What you return must be an exact copy of the lines in the listing below between the line holding "pub fn for_pdf_staging(&self)" and the line holding "self.site.validate(&mut diag);", inclusive, and nothing more.

• _Information given_:
»»

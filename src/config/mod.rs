//! Site configuration management for `slidesmith.toml`.
//!
//! # Layering
//!
//! Lowest to highest precedence:
//!
//! 1. built-in defaults
//! 2. `slidesmith.toml`, searched upward from the current directory
//! 3. `slidesmith.local.toml` next to it, deep-merged (not committed)
//! 4. environment: `BUILD_DIR`, `PDF_BUILD_DIR`, `PORT`, `LIVERELOAD_PORT`, `BROWSER`
//! 5. command-line flags
//!
//! # Sections
//!
//! | Section       | Purpose                                         |
//! |---------------|-------------------------------------------------|
//! | `[site]`      | Course title, version, repository URL           |
//! | `[build]`     | Source trees, output dir, exclusions, webfonts  |
//! | `[templates]` | Index and slide page templates                  |
//! | `[slides]`    | Fallback title, breadcrumbs, remark options     |
//! | `[serve]`     | Development server and live reload              |
//! | `[pdf]`       | PDF export                                      |
//! | `[publish]`   | Git branch publishing                           |

pub mod section;
pub mod types;
mod util;

use util::{find_config_file, local_override_path, merge_tables};

pub use section::{
    BuildSectionConfig, PdfConfig, PublishConfig, ServeConfig, SiteInfoConfig, SlidesConfig,
    TemplatesConfig,
};
pub use types::{ConfigDiagnostics, ConfigError};

use crate::{
    cli::{Cli, Commands, ServeArgs},
    debug,
};
use anyhow::{Context, Result};
use serde::{Deserialize, Serialize};
use std::{
    fs,
    path::{Path, PathBuf},
};

// ============================================================================
// root configuration
// ============================================================================

/// Root configuration structure representing slidesmith.toml
#[derive(Debug, Clone, Default, Serialize, Deserialize)]
#[serde(default)]
pub struct SiteConfig {
    /// Absolute path to the config file, which may not exist (internal use only)
    #[serde(skip)]
    pub config_path: PathBuf,

    /// Project root directory - parent of config file (internal use only)
    #[serde(skip)]
    pub root: PathBuf,

    pub site: SiteInfoConfig,
    pub build: BuildSectionConfig,
    pub templates: TemplatesConfig,
    pub slides: SlidesConfig,
    pub serve: ServeConfig,
    pub pdf: PdfConfig,
    pub publish: PublishConfig,
}

impl SiteConfig {
    /// Load configuration for the given command line.
    pub fn load(cli: &Cli) -> Result<Self> {
        let cwd = std::env::current_dir().context("Failed to get current working directory")?;
        Self::load_in(cli, &cwd, |key| std::env::var(key).ok())
    }

    /// Load with an explicit working directory and environment lookup.
    pub fn load_in<F>(cli: &Cli, cwd: &Path, env: F) -> Result<Self>
    where
        F: Fn(&str) -> Option<String>,
    {
        let mut config = match find_config_file(&cli.config, cwd) {
            Some(path) => {
                let (mut config, ignored) = Self::from_path(&path)?;
                if !ignored.is_empty() {
                    Self::print_unknown_fields_warning(&ignored, &path);
                }
                config.config_path = crate::utils::path::normalize_path(&path);
                config
            }
            None => {
                debug!("config"; "no {} found, using defaults", cli.config.display());
                Self {
                    config_path: cwd.join(&cli.config),
                    ..Self::default()
                }
            }
        };

        config.root = config
            .config_path
            .parent()
            .map_or_else(|| cwd.to_path_buf(), Path::to_path_buf);

        config.apply_env(env)?;
        config.apply_command_options(cli);
        config.normalize_paths();
        config.validate(&cli.command)?;

        Ok(config)
    }

    /// Read the config file and its local override, if present.
    ///
    /// Returns the parsed config plus the unknown fields of both files.
    fn from_path(path: &Path) -> Result<(Self, Vec<String>), ConfigError> {
        let mut table = Self::read_table(path)?;

        let local = local_override_path(path);
        if local.is_file() {
            debug!("config"; "merging {}", local.display());
            merge_tables(&mut table, Self::read_table(&local)?);
        }

        Self::from_table(table).map_err(|e| ConfigError::Toml(path.to_path_buf(), e))
    }

    fn read_table(path: &Path) -> Result<toml::Table, ConfigError> {
        let content =
            fs::read_to_string(path).map_err(|err| ConfigError::Io(path.to_path_buf(), err))?;
        content
            .parse::<toml::Table>()
            .map_err(|e| ConfigError::Toml(path.to_path_buf(), e))
    }

    /// Deserialize a (merged) table, collecting any unknown fields.
    fn from_table(table: toml::Table) -> Result<(Self, Vec<String>), toml::de::Error> {
        let mut ignored = Vec::new();
        let config = serde_ignored::deserialize(toml::Value::Table(table), |path| {
            ignored.push(path.to_string());
        })?;
        Ok((config, ignored))
    }

    /// Parse TOML content, collecting any unknown fields.
    #[cfg(test)]
    pub fn parse_with_ignored(content: &str) -> Result<(Self, Vec<String>), toml::de::Error> {
        Self::from_table(content.parse::<toml::Table>()?)
    }

    fn print_unknown_fields_warning(fields: &[String], path: &Path) {
        let display_path = path
            .file_name()
            .map(|n| n.to_string_lossy())
            .unwrap_or_else(|| path.to_string_lossy());

        let mut diag = ConfigDiagnostics::new();
        for field in fields {
            diag.warn(format!("unknown field `{field}` in {display_path}, ignoring"));
        }
        diag.print_warnings();
    }

    // ========================================================================
    // overrides
    // ========================================================================

    /// Apply environment overrides.
    pub fn apply_env<F>(&mut self, env: F) -> Result<(), ConfigError>
    where
        F: Fn(&str) -> Option<String>,
    {
        let var = |key: &str| env(key).filter(|v| !v.trim().is_empty());

        if let Some(dir) = var("BUILD_DIR") {
            self.build.output = PathBuf::from(dir);
        }
        if let Some(dir) = var("PDF_BUILD_DIR") {
            self.pdf.output = PathBuf::from(dir);
        }
        if let Some(port) = var("PORT") {
            self.serve.port = Self::parse_port("PORT", &port)?;
        }
        if let Some(port) = var("LIVERELOAD_PORT") {
            self.serve.livereload_port = Self::parse_port("LIVERELOAD_PORT", &port)?;
        }
        if let Some(browser) = var("BROWSER") {
            self.serve.browser = Some(browser);
        }
        Ok(())
    }

    fn parse_port(key: &str, value: &str) -> Result<u16, ConfigError> {
        value
            .trim()
            .parse()
            .map_err(|_| ConfigError::Validation(format!("{key}=`{value}` is not a port number")))
    }

    /// Apply command-specific configuration options.
    fn apply_command_options(&mut self, cli: &Cli) {
        match &cli.command {
            Commands::Build { clean } => self.build.clean = *clean,
            Commands::Serve { args } => self.apply_serve_args(args),
            Commands::Pdf { jobs } => {
                Self::update_option(&mut self.pdf.concurrency, jobs.as_ref());
            }
            Commands::Clean | Commands::Watch | Commands::Publish | Commands::Doctoc => {}
        }
    }

    fn apply_serve_args(&mut self, args: &ServeArgs) {
        self.build.clean = args.clean;
        Self::update_option(&mut self.serve.interface, args.interface.as_ref());
        Self::update_option(&mut self.serve.port, args.port.as_ref());
        Self::update_option(&mut self.serve.livereload_port, args.livereload_port.as_ref());
        if args.no_open {
            self.serve.open = false;
        }
        if args.no_watch {
            self.serve.watch = false;
        }
    }

    /// Update config option if CLI value is provided.
    fn update_option<T: Clone>(config_option: &mut T, cli_option: Option<&T>) {
        if let Some(option) = cli_option {
            *config_option = option.clone();
        }
    }

    // ========================================================================
    // paths
    // ========================================================================

    /// Resolve every configured path against the root.
    fn normalize_paths(&mut self) {
        self.root = crate::utils::path::normalize_path(&self.root);
        let root = self.root.clone();

        self.build.normalize(&root);
        self.templates.normalize(&root);
        self.pdf.normalize(&root);
    }

    /// Get path relative to the project root
    pub fn root_relative(&self, path: impl AsRef<Path>) -> PathBuf {
        path.as_ref()
            .strip_prefix(&self.root)
            .map(Path::to_path_buf)
            .unwrap_or_else(|_| path.as_ref().to_path_buf())
    }

    /// Output directory mirroring a source tree: `<output>/<tree relative to root>`.
    ///
    /// A tree outside the root keeps only its last component.
    fn mirrored_output(&self, tree: &Path) -> PathBuf {
        let name = match tree.strip_prefix(&self.root) {
            Ok(rel) if !rel.as_os_str().is_empty() => rel.to_path_buf(),
            _ => tree.file_name().map(PathBuf::from).unwrap_or_default(),
        };
        self.build.output.join(name)
    }

    /// Where rendered decks and copied content files go.
    pub fn content_output_dir(&self) -> PathBuf {
        self.mirrored_output(&self.build.content)
    }

    /// Where assets are copied.
    pub fn assets_output_dir(&self) -> PathBuf {
        self.mirrored_output(&self.build.assets)
    }

    /// Copy of this config that builds into the PDF staging directory.
    ///
    /// Webfonts are disabled so the headless browser never waits on the network.
    pub fn for_pdf_staging(&self) -> Self {
        let mut staged = self.clone();
        staged.build.output = self.pdf.staging.clone();
        staged.build.webfonts = false;
        staged.build.clean = false;
        staged
    }

    // ========================================================================
    // validation
    // ========================================================================

    /// Validate configuration for the given command.
    ///
    /// Collects all validation errors and returns them at once.
    pub fn validate(&self, command: &Commands) -> Result<(), ConfigError> {
        let mut diag = ConfigDiagnostics::new();

        if !matches!(command, Commands::Clean) {
            self.site.validate(&mut diag);
            self.build.validate(&mut diag);
        }
        if !matches!(command, Commands::Clean | Commands::Doctoc) {
            self.templates.validate(&mut diag);
        }
        self.validate_removable(command, &mut diag);

        match command {
            Commands::Serve { .. } => self.serve.validate(&mut diag),
            Commands::Pdf { .. } => self.pdf.validate(&mut diag),
            Commands::Publish => self.publish.validate(&mut diag),
            _ => {}
        }

        diag.into_result().map_err(ConfigError::Diagnostics)
    }

    /// Directories the command removes wholesale must not hold any source.
    fn validate_removable(&self, command: &Commands, diag: &mut ConfigDiagnostics) {
        let pdf = matches!(command, Commands::Pdf { .. });
        let mut removed = vec![("build.output", &self.build.output)];
        if pdf || matches!(command, Commands::Clean) {
            removed.push(("pdf.staging", &self.pdf.staging));
        }
        if pdf {
            removed.push(("pdf.output", &self.pdf.output));
        }

        let sources = [
            &self.root,
            &self.build.content,
            &self.build.assets,
            &self.build.readme,
            &self.templates.index,
            &self.templates.slides,
        ];
        let trees = [&self.build.content, &self.build.assets];

        for (field, dir) in removed {
            if let Some(source) = sources.iter().find(|source| source.starts_with(dir)) {
                diag.error_with_hint(
                    field,
                    format!(
                        "refusing to remove {}, it contains {}",
                        dir.display(),
                        source.display()
                    ),
                    "point it at a directory of its own, such as `build` or `pdf`",
                );
            } else if let Some(tree) = trees.iter().find(|tree| dir.starts_with(tree)) {
                diag.error(
                    field,
                    format!("{} lies inside the source tree {}", dir.display(), tree.display()),
                );
            }
        }

        if pdf
            && (self.pdf.output.starts_with(&self.pdf.staging)
                || self.pdf.staging.starts_with(&self.pdf.output))
        {
            diag.error("pdf.staging", "must not overlap pdf.output");
        }
    }
}

// ============================================================================
// Test Helpers (available to all modules via `use crate::config::test_*`)
// ============================================================================

/// Parse config content. Panics on unknown fields to catch typos in tests.
#[cfg(test)]
pub fn test_parse_config(content: &str) -> SiteConfig {
    let (parsed, ignored) = SiteConfig::parse_with_ignored(content).unwrap();
    assert!(
        ignored.is_empty(),
        "test config has unknown fields: {:?}",
        ignored
    );
    parsed
}

/// A minimal course tree: readme, both templates, one deck.
#[cfg(test)]
pub fn test_site(dir: &Path) {
    fs::create_dir_all(dir.join("subjects/js")).unwrap();
    fs::create_dir_all(dir.join("templates")).unwrap();
    fs::write(dir.join("README.md"), "# Course\n\n* [JS](subjects/js/)\n").unwrap();
    fs::write(dir.join("subjects/js/README.md"), "# JavaScript\n").unwrap();
    fs::write(
        dir.join("templates/index.html"),
        "<html><body>{{ contents|safe }}</body></html>",
    )
    .unwrap();
    fs::write(
        dir.join("templates/remark.html"),
        "<html><head><title>{{ title }}</title></head><body><textarea>{{ source }}</textarea><script>var base = {{ base_path|tojson }};</script></body></html>",
    )
    .unwrap();
}

/// Build a loaded config for a test tree, with the default `build` command.
#[cfg(test)]
pub fn test_config(dir: &Path) -> SiteConfig {
    use clap::Parser;

    let cli = Cli::try_parse_from(["slidesmith", "build"]).unwrap();
    SiteConfig::load_in(&cli, dir, |_| None).unwrap()
}

// ============================================================================
// tests
// ============================================================================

««

• _Expected answer_:
    pub fn for_pdf_staging(&self) -> Self {
        let mut staged = self.clone();
        staged.build.output = self.pdf.staging.clone();
        staged.build.webfonts = false;
        staged.build.clean = false;
        staged
    }

    // ========================================================================
    // validation
    // ========================================================================

    /// Validate configuration for the given command.
    ///
    /// Collects all validation errors and returns them at once.
    pub fn validate(&self, command: &Commands) -> Result<(), ConfigError> {
        let mut diag = ConfigDiagnostics::new();

        if !matches!(command, Commands::Clean) {
            self.site.validate(&mut diag);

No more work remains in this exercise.